*WORK REQUIRED*.
In the listing below, the lines starting with the line with "filename src/foreground.rs" and going on through the line with "Foreground::White => RGB" are to be reproduced exactly, and only those.

*** Begin section ***

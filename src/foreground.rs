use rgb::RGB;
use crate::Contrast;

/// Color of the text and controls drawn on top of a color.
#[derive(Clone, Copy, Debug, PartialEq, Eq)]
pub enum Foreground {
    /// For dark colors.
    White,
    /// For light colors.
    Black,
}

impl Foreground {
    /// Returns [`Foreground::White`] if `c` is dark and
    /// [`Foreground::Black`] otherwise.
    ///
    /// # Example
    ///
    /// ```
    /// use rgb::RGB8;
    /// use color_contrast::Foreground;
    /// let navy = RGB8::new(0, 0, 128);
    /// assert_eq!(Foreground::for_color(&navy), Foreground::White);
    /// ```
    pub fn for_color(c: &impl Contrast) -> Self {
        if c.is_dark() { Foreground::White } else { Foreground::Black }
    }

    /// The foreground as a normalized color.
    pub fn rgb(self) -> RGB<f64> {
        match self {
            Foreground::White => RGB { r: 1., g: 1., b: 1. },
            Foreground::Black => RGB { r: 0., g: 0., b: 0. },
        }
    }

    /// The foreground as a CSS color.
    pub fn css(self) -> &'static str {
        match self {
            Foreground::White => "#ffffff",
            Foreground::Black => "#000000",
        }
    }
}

*** End section ***
*** Begin section ***

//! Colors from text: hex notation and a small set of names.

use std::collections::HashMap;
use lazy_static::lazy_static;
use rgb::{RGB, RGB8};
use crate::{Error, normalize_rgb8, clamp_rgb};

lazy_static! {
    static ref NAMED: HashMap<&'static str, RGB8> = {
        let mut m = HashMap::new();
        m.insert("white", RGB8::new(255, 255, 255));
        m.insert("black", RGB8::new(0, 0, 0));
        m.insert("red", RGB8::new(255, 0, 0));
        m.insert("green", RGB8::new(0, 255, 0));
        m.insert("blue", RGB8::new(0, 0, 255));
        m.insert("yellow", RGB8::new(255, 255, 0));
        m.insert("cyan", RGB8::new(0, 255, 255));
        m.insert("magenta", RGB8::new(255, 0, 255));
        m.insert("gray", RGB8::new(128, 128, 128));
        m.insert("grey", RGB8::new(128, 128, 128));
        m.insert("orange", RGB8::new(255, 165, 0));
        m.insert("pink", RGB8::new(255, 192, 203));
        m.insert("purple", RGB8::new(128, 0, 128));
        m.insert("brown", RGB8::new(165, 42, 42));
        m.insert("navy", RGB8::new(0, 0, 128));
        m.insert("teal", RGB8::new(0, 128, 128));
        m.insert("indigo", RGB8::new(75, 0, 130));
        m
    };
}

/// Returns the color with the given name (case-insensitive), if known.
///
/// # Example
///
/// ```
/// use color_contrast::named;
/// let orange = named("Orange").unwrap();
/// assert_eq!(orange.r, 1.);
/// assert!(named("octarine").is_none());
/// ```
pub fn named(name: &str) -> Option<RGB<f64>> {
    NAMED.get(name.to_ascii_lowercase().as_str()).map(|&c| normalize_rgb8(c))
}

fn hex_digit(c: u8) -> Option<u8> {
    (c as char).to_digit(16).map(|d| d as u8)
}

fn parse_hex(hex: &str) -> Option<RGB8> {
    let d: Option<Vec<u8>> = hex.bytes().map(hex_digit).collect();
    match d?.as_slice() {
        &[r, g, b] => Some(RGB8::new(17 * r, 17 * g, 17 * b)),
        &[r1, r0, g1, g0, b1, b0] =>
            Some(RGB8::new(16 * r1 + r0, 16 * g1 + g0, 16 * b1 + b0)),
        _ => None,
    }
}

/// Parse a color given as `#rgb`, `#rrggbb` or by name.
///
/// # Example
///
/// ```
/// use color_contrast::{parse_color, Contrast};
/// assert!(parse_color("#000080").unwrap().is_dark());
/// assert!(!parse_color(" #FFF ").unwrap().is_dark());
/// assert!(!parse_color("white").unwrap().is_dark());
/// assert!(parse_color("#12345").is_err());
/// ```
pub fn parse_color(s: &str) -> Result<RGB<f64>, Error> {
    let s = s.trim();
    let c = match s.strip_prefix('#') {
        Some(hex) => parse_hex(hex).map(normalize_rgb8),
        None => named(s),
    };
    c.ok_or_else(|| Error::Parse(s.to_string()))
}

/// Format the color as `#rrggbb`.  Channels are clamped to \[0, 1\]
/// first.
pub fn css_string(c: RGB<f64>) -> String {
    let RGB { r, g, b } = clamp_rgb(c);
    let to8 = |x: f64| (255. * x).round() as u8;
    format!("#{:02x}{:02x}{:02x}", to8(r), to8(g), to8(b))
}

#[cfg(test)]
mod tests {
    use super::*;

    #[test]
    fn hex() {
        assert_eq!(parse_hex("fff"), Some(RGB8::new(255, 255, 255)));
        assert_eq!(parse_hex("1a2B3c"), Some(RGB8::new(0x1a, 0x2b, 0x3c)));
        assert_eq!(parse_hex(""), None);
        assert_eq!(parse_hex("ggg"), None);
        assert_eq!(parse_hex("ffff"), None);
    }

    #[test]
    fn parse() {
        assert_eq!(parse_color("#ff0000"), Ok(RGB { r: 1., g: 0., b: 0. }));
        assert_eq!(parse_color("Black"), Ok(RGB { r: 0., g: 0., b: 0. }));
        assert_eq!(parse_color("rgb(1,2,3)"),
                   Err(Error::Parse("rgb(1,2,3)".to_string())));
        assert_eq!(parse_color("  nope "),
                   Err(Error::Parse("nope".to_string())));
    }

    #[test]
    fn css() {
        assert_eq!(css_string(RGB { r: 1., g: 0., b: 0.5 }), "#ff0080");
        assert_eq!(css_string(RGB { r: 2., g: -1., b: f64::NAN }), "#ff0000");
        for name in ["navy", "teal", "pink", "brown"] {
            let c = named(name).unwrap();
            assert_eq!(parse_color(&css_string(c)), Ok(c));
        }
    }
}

*** End section ***
*** Begin section ***

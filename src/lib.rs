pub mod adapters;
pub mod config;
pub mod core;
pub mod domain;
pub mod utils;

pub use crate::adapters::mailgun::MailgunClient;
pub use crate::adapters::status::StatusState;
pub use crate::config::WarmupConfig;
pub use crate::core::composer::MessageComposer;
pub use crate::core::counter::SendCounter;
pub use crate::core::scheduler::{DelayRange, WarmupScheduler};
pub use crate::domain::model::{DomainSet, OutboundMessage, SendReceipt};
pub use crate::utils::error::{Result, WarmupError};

*** End section ***

*YOUR RESPONSE*.
filename src/foreground.rs
use rgb::RGB;
use crate::Contrast;

/// Color of the text and controls drawn on top of a color.
#[derive(Clone, Copy, Debug, PartialEq, Eq)]
pub enum Foreground {
    /// For dark colors.
    White,
    /// For light colors.
    Black,
}

impl Foreground {
    /// Returns [`Foreground::White`] if `c` is dark and
    /// [`Foreground::Black`] otherwise.
    ///
    /// # Example
    ///
    /// ```
    /// use rgb::RGB8;
    /// use color_contrast::Foreground;
    /// let navy = RGB8::new(0, 0, 128);
    /// assert_eq!(Foreground::for_color(&navy), Foreground::White);
    /// ```
    pub fn for_color(c: &impl Contrast) -> Self {
        if c.is_dark() { Foreground::White } else { Foreground::Black }
    }

    /// The foreground as a normalized color.
    pub fn rgb(self) -> RGB<f64> {
        match self {
            Foreground::White => RGB { r: 1., g: 1., b: 1. },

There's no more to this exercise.